Nosso objetivo principal é fornecer uma semente a quem se sentir com coragem de se ver sem erros de paralaxe, com tempo e coragem de cultivá-la a tempo e a hora de modo a colher seus frutos. Dela virão as ferramentas básicas necessárias para obtenção do primeiro grau de riqueza humana, que é a sua sobrevivência, uma vez adulto e livre. Note que consideramos que o sistema vigente nos alimentará e nos manterá vivos até atingirmos a fase adulta, quando adquiriremos a capacidade de nos conhecermos de fato e poderemos nos considerar donos dos nossos destinos. A sobrevivência é o primeiro objetivo a ser atingido pelo humano adulto e consciente.

Garantida a sobrevivência, deve-se iniciar a busca da felicidade, a busca da verdadeira riqueza. Ela é viável. No entanto, consideramos o fato de que a liberdade de escolha é sempre individual. Gerenciar de forma efetiva toda sua massa corpórea de forma a mantê-la integra e saudável é responsabilidade pessoal de cada ser.

A pobreza pode ser a opção do indivíduo, uma forma de fuga que a natureza concede a quem teme o enfrentamento às vicissitudes sistêmicas e procura culpados pelos seus infortúnios. Para os mais pobres, basta um instante de lucidez plena e independente para eliminar a retórica falaciosa do vitimismo, de oprimidos e opressores.

Os ditos mais ricos pelo sistema que define a riqueza como sendo sinônimo de posse de bens materiais, que confere destaque, reconhecimento e poder aos abastados, tendem a negligenciar a gerência efetiva de suas massas corpórea estando suas mentes saturadas de informações mal processadas. O interesse exacerbado em conquistas relacionadas a esses bens dificulta a percepção daqueles outros que os conduziriam à felicidade efetiva. Para o sistema, ser feliz seria determinístico a esses “ricos”.
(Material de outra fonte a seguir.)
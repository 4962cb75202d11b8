// This Source Code Form is subject to the terms of the Mozilla Public
// License, v. 2.0. If a copy of the MPL was not distributed with this
// file, You can obtain one at http://mozilla.org/MPL/2.0/.

/// A stylesheet parsing error.
#[derive(Clone, PartialEq, Eq, Debug)]
pub enum Error {
    /// The input does not follow the supported grammar.
    InvalidSyntax(String),

    /// An unbalanced closing paren inside a declaration value.
    ///
    /// The position is a 0-based char offset.
    UnexpectedCharacter {
        /// The offending character.
        ch: char,
        /// Char offset from the beginning of the input.
        pos: usize,
    },

    /// The input ended while an identifier was expected.
    UnexpectedEndOfInput,
}

impl Error {
    pub(crate) fn syntax(msg: &str) -> Self {
        Error::InvalidSyntax(msg.to_string())
    }
}

impl std::fmt::Display for Error {
    fn fmt(&self, f: &mut std::fmt::Formatter) -> std::fmt::Result {
        match *self {
            Error::InvalidSyntax(ref msg) => {
                write!(f, "{}", msg)
            }
            Error::UnexpectedCharacter { ch, pos } => {
                write!(f, "unexpected character '{}' at position {}", ch, pos)
            }
            Error::UnexpectedEndOfInput => {
                write!(f, "unexpected end of input")
            }
        }
    }
}

impl std::error::Error for Error {}
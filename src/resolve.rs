// This Source Code Form is subject to the terms of the Mozilla Public
// License, v. 2.0. If a copy of the MPL was not distributed with this
// file, You can obtain one at http://mozilla.org/MPL/2.0/.

use diagsvg_types::{Point, Rect as Bounds, Size, Transform};
use indexmap::IndexMap;

use crate::tree::*;

/// Applies transforms to the geometry.
///
/// Each node applies the inherited transforms plus its own one to its geometry.
/// Points are transformed starting from the last transform in the list,
/// so the innermost transform goes first.
pub(crate) struct Resolver<'a> {
    pub styles: &'a mut StyleMap,
    pub markers: &'a IndexMap<String, Marker>,
    /// Set while marker contents are resolved. Markers are not instanced inside markers.
    pub in_marker: bool,
}

impl<'a> Resolver<'a> {
    pub fn new(styles: &'a mut StyleMap, markers: &'a IndexMap<String, Marker>) -> Self {
        Resolver {
            styles,
            markers,
            in_marker: false,
        }
    }

    pub fn resolve(&mut self, node: &Node, mut info: Info, inherited: &[Transform]) -> Node {
        let kind = match node.kind {
            Element::Document(ref doc) => {
                // The root transform is ignored.
                let doc = Document {
                    width: doc.width,
                    height: doc.height,
                    view_box: doc.view_box,
                    children: self.resolve_children(&doc.children, inherited),
                };

                return Node::new(info, Element::Document(doc));
            }
            Element::Marker(_) | Element::Gradient(_) => {
                return Node::new(info, node.kind.clone());
            }
            ref kind => kind,
        };

        let mut transforms = inherited.to_vec();
        if let Some(ts) = info.transform.take() {
            transforms.push(ts);
        }

        let kind = match *kind {
            Element::Group(ref e) => Element::Group(Group {
                children: self.resolve_children(&e.children, &transforms),
            }),
            Element::Switch(ref e) => Element::Switch(Switch {
                children: self.resolve_children(&e.children, &transforms),
            }),
            Element::Unknown(ref e) => Element::Unknown(Unknown {
                text: e.text.clone(),
                children: self.resolve_children(&e.children, &transforms),
            }),
            Element::Rect(ref e) => Element::Rect(resolve_rect(e, &mut info, &transforms)),
            Element::Circle(ref e) => Element::Circle(resolve_circle(e, &transforms)),
            Element::Ellipse(ref e) => Element::Ellipse(resolve_ellipse(e, &mut info, &transforms)),
            Element::Polygon(ref e) => Element::Polygon(Polygon {
                points: transform_points(&e.points, &transforms),
            }),
            Element::Polyline(ref e) => Element::Polyline(Polyline {
                points: transform_points(&e.points, &transforms),
            }),
            Element::Line(ref e) => {
                let mut line = e.clone();
                if !transforms.is_empty() {
                    let start = apply(line.start(), &transforms);
                    let end = apply(line.end(), &transforms);
                    line.x1 = start.x;
                    line.y1 = start.y;
                    line.x2 = end.x;
                    line.y2 = end.y;
                }

                line.markers = self.resolve_markers(&info, &transforms, &line, &e.markers);
                Element::Line(line)
            }
            Element::Path(ref e) => {
                let data = transforms
                    .iter()
                    .rev()
                    .fold(e.data.clone(), |data, ts| data.transform(ts));
                let markers = self.resolve_markers(&info, &transforms, &data, &e.markers);
                Element::Path(Path { data, markers })
            }
            Element::Text(ref e) => {
                let mut text = e.clone();
                text.transforms = pending(&transforms, &e.transforms);
                Element::Text(text)
            }
            Element::ForeignObject(ref e) => {
                let mut object = e.clone();
                object.transforms = pending(&transforms, &e.transforms);
                Element::ForeignObject(object)
            }
            Element::Document(_) | Element::Marker(_) | Element::Gradient(_) => node.kind.clone(),
        };

        Node::new(info, kind)
    }

    fn resolve_children(&mut self, children: &[Node], transforms: &[Transform]) -> Vec<Node> {
        children
            .iter()
            .map(|child| self.resolve(child, child.info.clone(), transforms))
            .collect()
    }

    /// Instantiates markers, or moves already instantiated ones.
    fn resolve_markers<A: diagsvg_types::MarkerAnchors>(
        &mut self,
        info: &Info,
        transforms: &[Transform],
        anchors: &A,
        current: &[Node],
    ) -> Vec<Node> {
        if current.is_empty() {
            if self.in_marker {
                return Vec::new();
            }

            return self.instance_markers(info, transforms, anchors);
        }

        if transforms.is_empty() {
            return current.to_vec();
        }

        let in_marker = std::mem::replace(&mut self.in_marker, true);
        let nodes = self.resolve_children(current, transforms);
        self.in_marker = in_marker;
        nodes
    }
}

/// Transforms that are applied later, during text layout.
fn pending(transforms: &[Transform], previous: &[Transform]) -> Vec<Transform> {
    let mut list = transforms.to_vec();
    list.extend_from_slice(previous);
    list
}

fn apply(p: Point, transforms: &[Transform]) -> Point {
    transforms.iter().rev().fold(p, |p, ts| ts.apply(p))
}

fn transform_points(points: &[Point], transforms: &[Transform]) -> Vec<Point> {
    points.iter().map(|p| apply(*p, transforms)).collect()
}

fn resolve_rect(rect: &Rect, info: &mut Info, transforms: &[Transform]) -> Rect {
    let mut rect = rect.clone();
    let mut rotation = info.rotation.unwrap_or(0.0);
    if !transforms.is_empty() {
        let bounds = Bounds::new(rect.x, rect.y, rect.width, rect.height);
        let mut center = bounds.center();
        let mut size = bounds.size();
        for ts in transforms.iter().rev() {
            center = ts.apply(center);
            size = ts.apply_scale(size);
            rect.rx = rect.rx.map(|v| ts.apply_scale_value(v));
            rect.ry = rect.ry.map(|v| ts.apply_scale_value(v));
            rotation += ts.rotation();
        }

        let bounds = Bounds::from_center(center, size);
        rect.x = bounds.x;
        rect.y = bounds.y;
        rect.width = bounds.width;
        rect.height = bounds.height;
    }

    info.rotation = Some(rotation);
    rect
}

fn resolve_circle(circle: &Circle, transforms: &[Transform]) -> Circle {
    let mut circle = circle.clone();
    let mut center = Point::new(circle.cx, circle.cy);
    for ts in transforms.iter().rev() {
        center = ts.apply(center);
        circle.r = ts.apply_scale_value(circle.r);
    }

    circle.cx = center.x;
    circle.cy = center.y;
    circle
}

fn resolve_ellipse(ellipse: &Ellipse, info: &mut Info, transforms: &[Transform]) -> Ellipse {
    let mut ellipse = ellipse.clone();
    let mut rotation = info.rotation.unwrap_or(0.0);
    if !transforms.is_empty() {
        let mut center = Point::new(ellipse.cx, ellipse.cy);
        let mut radius = Size::new(ellipse.rx, ellipse.ry);
        for ts in transforms.iter().rev() {
            center = ts.apply(center);
            radius = ts.apply_scale(radius);
            rotation += ts.rotation();
        }

        ellipse.cx = center.x;
        ellipse.cy = center.y;
        ellipse.rx = radius.width;
        ellipse.ry = radius.height;
    }

    info.rotation = Some(rotation);
    ellipse
}
// This Source Code Form is subject to the terms of the Mozilla Public
// License, v. 2.0. If a copy of the MPL was not distributed with this
// file, You can obtain one at http://mozilla.org/MPL/2.0/.

use std::fmt;
use std::ops::{Add, AddAssign, Mul, Sub};

use float_cmp::ApproxEqUlps;

/// A trait for fuzzy/approximate equality comparisons of float numbers.
pub trait FuzzyEq<Rhs: ?Sized = Self> {
    /// Returns `true` if values are approximately equal.
    fn fuzzy_eq(&self, other: &Rhs) -> bool;
}

impl FuzzyEq for f64 {
    #[inline]
    fn fuzzy_eq(&self, other: &f64) -> bool {
        self.approx_eq_ulps(other, 4)
    }
}

/// A 2D point representation.
#[allow(missing_docs)]
#[derive(Clone, Copy, PartialEq, Default)]
pub struct Point {
    pub x: f64,
    pub y: f64,
}

impl Point {
    /// Creates a new `Point` from values.
    #[inline]
    pub fn new(x: f64, y: f64) -> Self {
        Point { x, y }
    }
}

impl Add for Point {
    type Output = Point;

    #[inline]
    fn add(self, rhs: Point) -> Point {
        Point::new(self.x + rhs.x, self.y + rhs.y)
    }
}

impl AddAssign for Point {
    #[inline]
    fn add_assign(&mut self, rhs: Point) {
        *self = *self + rhs;
    }
}

impl Sub for Point {
    type Output = Point;

    #[inline]
    fn sub(self, rhs: Point) -> Point {
        Point::new(self.x - rhs.x, self.y - rhs.y)
    }
}

impl Mul<Point> for f64 {
    type Output = Point;

    #[inline]
    fn mul(self, rhs: Point) -> Point {
        Point::new(self * rhs.x, self * rhs.y)
    }
}

impl fmt::Debug for Point {
    fn fmt(&self, f: &mut fmt::Formatter) -> fmt::Result {
        write!(f, "Point({} {})", self.x, self.y)
    }
}

impl FuzzyEq for Point {
    fn fuzzy_eq(&self, other: &Self) -> bool {
        self.x.fuzzy_eq(&other.x) && self.y.fuzzy_eq(&other.y)
    }
}

/// A 2D size representation.
///
/// Unlike a rendering size, it can be zero or negative,
/// since it's used for intermediate values like marker reference offsets.
#[allow(missing_docs)]
#[derive(Clone, Copy, PartialEq, Default)]
pub struct Size {
    pub width: f64,
    pub height: f64,
}

impl Size {
    /// Creates a new `Size` from values.
    #[inline]
    pub fn new(width: f64, height: f64) -> Self {
        Size { width, height }
    }
}

impl fmt::Debug for Size {
    fn fmt(&self, f: &mut fmt::Formatter) -> fmt::Result {
        write!(f, "Size({} {})", self.width, self.height)
    }
}

/// A rect representation.
#[allow(missing_docs)]
#[derive(Clone, Copy, PartialEq, Default)]
pub struct Rect {
    pub x: f64,
    pub y: f64,
    pub width: f64,
    pub height: f64,
}

impl Rect {
    /// Creates a new `Rect` from values.
    #[inline]
    pub fn new(x: f64, y: f64, width: f64, height: f64) -> Self {
        Rect { x, y, width, height }
    }

    /// Returns rect's size.
    #[inline]
    pub fn size(&self) -> Size {
        Size::new(self.width, self.height)
    }

    /// Returns rect's center.
    #[inline]
    pub fn center(&self) -> Point {
        Point::new(self.x + self.width / 2.0, self.y + self.height / 2.0)
    }

    /// Creates a rect from its center and size.
    #[inline]
    pub fn from_center(center: Point, size: Size) -> Self {
        Rect::new(
            center.x - size.width / 2.0,
            center.y - size.height / 2.0,
            size.width,
            size.height,
        )
    }
}

impl fmt::Debug for Rect {
    fn fmt(&self, f: &mut fmt::Formatter) -> fmt::Result {
        write!(f, "Rect({} {} {} {})", self.x, self.y, self.width, self.height)
    }
}

#[cfg(test)]
mod tests {
    use super::*;

    #[test]
    fn point_ops() {
        let p = Point::new(95.0, 80.0);
        let c = Point::new(65.0, 10.0);
        assert_eq!(2.0 * p - c, Point::new(125.0, 150.0));
    }

    #[test]
    fn rect_center() {
        let r = Rect::new(10.0, 20.0, 30.0, 40.0);
        assert_eq!(r.center(), Point::new(25.0, 40.0));
        assert_eq!(
            Rect::from_center(Point::new(0.0, 0.0), Size::new(4.0, 2.0)),
            Rect::new(-2.0, -1.0, 4.0, 2.0)
        );
    }

    #[test]
    fn fuzzy_floats() {
        assert!((0.1 + 0.2f64).fuzzy_eq(&0.3));
        assert!(!(1e-3f64).fuzzy_eq(&0.0));
    }
}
Com a disseminação de novas possibilidades como IA e o metaverso será doloroso para aqueles “ricos” acatarem o cultivar de uma semente que lhes farão realmente ricos e poderosos, à parte de suas atuais “riquezas”. Não é uma tarefa fácil, visto que em todos os sistemas humanos somos programados para a vitória. Descer em busca de uma vitória intangível, aquela de aquisição fácil pelos pobres, seria uma derrota, embora uma derrota momentânea para se habilitar aos pilares de suas novas riquezas.

A natureza é justa, pródiga e implacável, não criou o homem com distinção. Todos os homens nascem iguais, o sistema é quem os vão modificando gradualmente. No entanto, a liberdade será a mesma, o direito de acesso a novas riquezas é, em si, um problema pessoal. Cabe a decisão a cada um de per si.

As considerações acima são as bases do desenvolvimento ao longo desses últimos 40 anos de nossa semente a qual hoje consideramos pronta para germinar. O acesso a ela vai depender do desejo declarado das pessoas. Estamos preparados para propiciar tanto aos mais ricos quanto aos mais pobres, atingir a riqueza assistemática e serem realmente felizes.